Ingredients:
- 1 pound (450g) large shrimp, peeled and deveined
- 2 tablespoons (30ml) olive oil
- 2 teaspoons ground cumin
- 1 teaspoon smoked paprika
- 1 teaspoon garlic powder
- 1 teaspoon chili powder
- Zest and juice of 1 lime
- Salt and pepper to taste
- 1 ripe avocado, diced
- 1 ripe tomato, diced
- 1/4 red onion, finely chopped
- 1/4 cup (15g) fresh cilantro, chopped
- Juice of 1 lime
- Salt to taste
- 8 small corn tortillas
- Lime wedges for serving
Instructions:
- In a bowl, combine shrimp with olive oil, cumin, paprika, garlic powder, chili powder, lime zest, lime juice, salt, and pepper. Marinate for at least 10 minutes.

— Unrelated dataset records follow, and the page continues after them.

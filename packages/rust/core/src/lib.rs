//! Build orchestration for buildgate.
//!
//! This crate ties together the toolchain version gate, output cleanup, the
//! engine request, and the bundling engine into one end-to-end `build` run.

pub mod clean;
pub mod engine;
pub mod gate;
pub mod pipeline;
pub mod request;

pub use clean::OutputCleaner;
pub use engine::{BundlingEngine, ProcessEngine};
pub use gate::{SystemProbe, ToolProbe, VersionRange, VersionRequirement};
pub use pipeline::{
    BuildOrchestrator, BuildOutcome, BuildState, EXIT_FAILURE, EXIT_SUCCESS, ProgressReporter,
    SilentProgress,
};
pub use request::BuildRequest;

- In a separate bowl, mix diced avocado, tomato, red onion, cilantro, lime juice, and salt. Set aside.
- Heat a skillet over medium-high heat. Add marinated shrimp in a single layer. Cook for 2-3 minutes until pink and opaque.
- In the same skillet, warm corn tortillas for 20-30 seconds on each side until soft and pliable.
- Place cooked shrimp on tortillas, top with avocado salsa, and serve with lime wedges.